▶ **WORK ITEM**
Filter the listing below down to the lines holding the word "first", and copy those lines.

▶ **EXERCISE INPUT**

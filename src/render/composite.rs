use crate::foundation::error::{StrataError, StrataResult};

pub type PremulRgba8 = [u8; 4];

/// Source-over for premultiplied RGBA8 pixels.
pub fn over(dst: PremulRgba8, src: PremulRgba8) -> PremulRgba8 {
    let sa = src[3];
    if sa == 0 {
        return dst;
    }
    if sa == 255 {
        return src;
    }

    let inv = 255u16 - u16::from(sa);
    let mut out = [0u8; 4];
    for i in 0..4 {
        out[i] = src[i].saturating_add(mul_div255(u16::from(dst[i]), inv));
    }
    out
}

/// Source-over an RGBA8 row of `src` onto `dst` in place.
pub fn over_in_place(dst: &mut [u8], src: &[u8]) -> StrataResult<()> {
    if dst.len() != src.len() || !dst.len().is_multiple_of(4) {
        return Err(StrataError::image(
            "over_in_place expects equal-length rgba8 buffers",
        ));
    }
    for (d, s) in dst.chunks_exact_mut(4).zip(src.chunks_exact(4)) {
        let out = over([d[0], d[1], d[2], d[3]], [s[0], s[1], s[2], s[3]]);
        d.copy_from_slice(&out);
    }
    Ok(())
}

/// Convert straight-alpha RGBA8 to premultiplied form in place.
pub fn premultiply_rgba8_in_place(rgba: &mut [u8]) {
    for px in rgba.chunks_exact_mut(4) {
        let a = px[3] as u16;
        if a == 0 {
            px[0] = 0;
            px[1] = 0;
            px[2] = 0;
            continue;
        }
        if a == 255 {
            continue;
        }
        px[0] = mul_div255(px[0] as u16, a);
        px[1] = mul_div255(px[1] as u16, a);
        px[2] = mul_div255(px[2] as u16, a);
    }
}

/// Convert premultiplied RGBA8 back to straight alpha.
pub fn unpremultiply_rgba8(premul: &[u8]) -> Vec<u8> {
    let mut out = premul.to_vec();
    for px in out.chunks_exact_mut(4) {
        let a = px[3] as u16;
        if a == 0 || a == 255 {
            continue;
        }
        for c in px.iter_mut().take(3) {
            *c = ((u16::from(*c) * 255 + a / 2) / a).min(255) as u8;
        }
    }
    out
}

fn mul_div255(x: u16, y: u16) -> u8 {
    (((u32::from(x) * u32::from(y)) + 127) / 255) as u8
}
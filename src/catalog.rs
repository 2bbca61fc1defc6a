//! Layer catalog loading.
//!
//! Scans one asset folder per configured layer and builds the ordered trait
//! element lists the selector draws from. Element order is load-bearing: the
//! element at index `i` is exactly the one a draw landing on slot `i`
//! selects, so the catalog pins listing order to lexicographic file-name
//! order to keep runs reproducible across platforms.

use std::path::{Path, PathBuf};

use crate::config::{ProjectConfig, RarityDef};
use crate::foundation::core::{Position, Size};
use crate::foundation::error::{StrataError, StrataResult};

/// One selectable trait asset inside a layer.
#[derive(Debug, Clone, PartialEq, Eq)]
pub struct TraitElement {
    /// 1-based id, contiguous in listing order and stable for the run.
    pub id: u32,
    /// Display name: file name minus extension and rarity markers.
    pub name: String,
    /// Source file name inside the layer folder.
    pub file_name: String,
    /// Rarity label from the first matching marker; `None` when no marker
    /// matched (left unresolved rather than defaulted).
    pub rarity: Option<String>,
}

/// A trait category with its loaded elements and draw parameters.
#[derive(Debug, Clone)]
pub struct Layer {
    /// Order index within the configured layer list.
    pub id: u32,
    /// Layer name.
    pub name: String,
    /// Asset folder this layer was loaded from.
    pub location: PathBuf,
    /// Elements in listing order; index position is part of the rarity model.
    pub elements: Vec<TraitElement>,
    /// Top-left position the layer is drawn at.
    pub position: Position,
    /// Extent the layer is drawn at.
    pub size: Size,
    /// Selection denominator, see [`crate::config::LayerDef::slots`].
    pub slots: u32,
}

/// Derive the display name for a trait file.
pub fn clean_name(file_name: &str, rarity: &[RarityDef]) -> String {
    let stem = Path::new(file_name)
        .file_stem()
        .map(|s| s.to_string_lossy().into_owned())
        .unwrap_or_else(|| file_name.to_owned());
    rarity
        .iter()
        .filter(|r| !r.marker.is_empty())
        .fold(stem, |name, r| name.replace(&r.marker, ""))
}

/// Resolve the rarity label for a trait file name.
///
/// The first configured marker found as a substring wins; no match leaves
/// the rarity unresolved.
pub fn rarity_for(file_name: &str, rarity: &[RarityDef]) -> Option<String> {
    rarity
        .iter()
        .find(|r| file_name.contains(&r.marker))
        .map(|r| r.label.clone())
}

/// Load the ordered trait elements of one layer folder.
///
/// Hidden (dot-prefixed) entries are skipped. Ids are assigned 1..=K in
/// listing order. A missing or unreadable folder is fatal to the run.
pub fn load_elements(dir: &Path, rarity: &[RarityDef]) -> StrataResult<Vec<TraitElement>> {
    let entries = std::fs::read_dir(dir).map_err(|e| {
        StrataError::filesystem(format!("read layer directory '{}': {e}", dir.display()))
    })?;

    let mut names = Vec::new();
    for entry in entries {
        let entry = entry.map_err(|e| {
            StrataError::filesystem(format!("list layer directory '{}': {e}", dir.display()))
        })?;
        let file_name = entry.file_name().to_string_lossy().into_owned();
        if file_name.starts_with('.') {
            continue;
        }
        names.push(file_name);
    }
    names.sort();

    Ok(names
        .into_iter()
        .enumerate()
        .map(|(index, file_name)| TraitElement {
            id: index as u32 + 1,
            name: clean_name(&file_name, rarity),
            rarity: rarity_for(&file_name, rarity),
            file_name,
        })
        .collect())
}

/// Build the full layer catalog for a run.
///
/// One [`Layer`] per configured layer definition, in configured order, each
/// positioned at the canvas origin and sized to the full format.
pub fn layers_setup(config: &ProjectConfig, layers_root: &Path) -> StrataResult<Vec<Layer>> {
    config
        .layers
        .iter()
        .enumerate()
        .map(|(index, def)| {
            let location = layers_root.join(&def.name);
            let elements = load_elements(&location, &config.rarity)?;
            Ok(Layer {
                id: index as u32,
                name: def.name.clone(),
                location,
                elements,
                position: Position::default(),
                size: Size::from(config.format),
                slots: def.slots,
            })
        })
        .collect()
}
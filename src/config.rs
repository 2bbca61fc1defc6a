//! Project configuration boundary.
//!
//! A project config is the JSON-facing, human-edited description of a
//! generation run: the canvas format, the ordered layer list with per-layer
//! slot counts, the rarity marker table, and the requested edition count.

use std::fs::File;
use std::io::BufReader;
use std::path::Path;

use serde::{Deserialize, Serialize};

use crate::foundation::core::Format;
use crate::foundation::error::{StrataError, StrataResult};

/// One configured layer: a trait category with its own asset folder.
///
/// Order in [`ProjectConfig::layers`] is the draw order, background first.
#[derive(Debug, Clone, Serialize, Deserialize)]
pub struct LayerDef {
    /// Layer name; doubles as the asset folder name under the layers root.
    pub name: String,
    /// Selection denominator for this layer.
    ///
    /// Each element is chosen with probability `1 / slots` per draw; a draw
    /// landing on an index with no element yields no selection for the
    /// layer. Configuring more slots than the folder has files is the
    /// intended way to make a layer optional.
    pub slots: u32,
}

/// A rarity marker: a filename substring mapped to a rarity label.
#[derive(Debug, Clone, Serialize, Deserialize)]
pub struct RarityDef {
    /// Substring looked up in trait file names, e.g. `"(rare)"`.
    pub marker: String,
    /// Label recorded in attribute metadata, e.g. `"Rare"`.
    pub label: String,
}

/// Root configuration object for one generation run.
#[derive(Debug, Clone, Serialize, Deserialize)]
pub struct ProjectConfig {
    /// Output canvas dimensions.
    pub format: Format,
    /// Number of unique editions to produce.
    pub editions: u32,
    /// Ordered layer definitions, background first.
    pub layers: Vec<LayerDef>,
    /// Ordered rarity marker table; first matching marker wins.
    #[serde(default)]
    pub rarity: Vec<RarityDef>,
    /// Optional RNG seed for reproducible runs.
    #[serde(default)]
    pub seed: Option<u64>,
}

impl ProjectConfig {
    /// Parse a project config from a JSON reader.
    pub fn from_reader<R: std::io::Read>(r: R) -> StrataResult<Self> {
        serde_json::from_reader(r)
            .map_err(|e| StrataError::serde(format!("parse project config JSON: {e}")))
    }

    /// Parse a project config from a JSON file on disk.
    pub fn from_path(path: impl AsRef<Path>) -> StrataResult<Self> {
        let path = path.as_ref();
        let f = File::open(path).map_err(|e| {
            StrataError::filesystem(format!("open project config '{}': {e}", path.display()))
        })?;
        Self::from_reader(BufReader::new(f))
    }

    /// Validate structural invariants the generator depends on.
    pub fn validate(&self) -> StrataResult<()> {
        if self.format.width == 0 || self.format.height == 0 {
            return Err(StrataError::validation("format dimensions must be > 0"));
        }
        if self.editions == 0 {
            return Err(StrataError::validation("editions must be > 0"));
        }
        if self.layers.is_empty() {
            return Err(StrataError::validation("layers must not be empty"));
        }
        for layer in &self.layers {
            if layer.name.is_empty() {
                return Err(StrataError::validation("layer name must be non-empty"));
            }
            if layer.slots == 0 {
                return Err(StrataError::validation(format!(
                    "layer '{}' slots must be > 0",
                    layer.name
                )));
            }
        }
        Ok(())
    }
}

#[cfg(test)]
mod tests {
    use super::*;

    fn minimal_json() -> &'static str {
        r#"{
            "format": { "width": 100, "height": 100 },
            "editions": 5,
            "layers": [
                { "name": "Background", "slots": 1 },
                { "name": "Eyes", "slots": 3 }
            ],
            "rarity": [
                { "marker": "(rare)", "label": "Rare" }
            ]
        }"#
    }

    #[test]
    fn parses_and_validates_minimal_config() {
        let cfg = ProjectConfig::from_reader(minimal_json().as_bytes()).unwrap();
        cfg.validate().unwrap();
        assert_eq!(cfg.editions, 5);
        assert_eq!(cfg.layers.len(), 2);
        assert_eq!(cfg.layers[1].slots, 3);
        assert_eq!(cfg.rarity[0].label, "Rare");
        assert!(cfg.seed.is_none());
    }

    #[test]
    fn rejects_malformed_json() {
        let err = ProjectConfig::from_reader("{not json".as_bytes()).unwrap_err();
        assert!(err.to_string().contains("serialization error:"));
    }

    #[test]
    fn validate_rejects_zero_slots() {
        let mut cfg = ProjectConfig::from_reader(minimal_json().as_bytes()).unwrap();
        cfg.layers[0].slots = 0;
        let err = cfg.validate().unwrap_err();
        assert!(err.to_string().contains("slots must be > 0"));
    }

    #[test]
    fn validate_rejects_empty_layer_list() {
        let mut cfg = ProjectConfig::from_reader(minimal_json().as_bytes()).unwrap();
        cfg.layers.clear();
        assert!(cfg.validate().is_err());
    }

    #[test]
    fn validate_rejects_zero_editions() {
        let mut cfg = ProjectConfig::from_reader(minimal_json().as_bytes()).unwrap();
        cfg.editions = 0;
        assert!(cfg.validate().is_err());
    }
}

▶ **ANSWER SECTION**
    /// Rarity label from the first matching marker; `None` when no marker
/// The first configured marker found as a substring wins; no match leaves
/// Order in [`ProjectConfig::layers`] is the draw order, background first.
    /// Ordered layer definitions, background first.
    /// Ordered rarity marker table; first matching marker wins.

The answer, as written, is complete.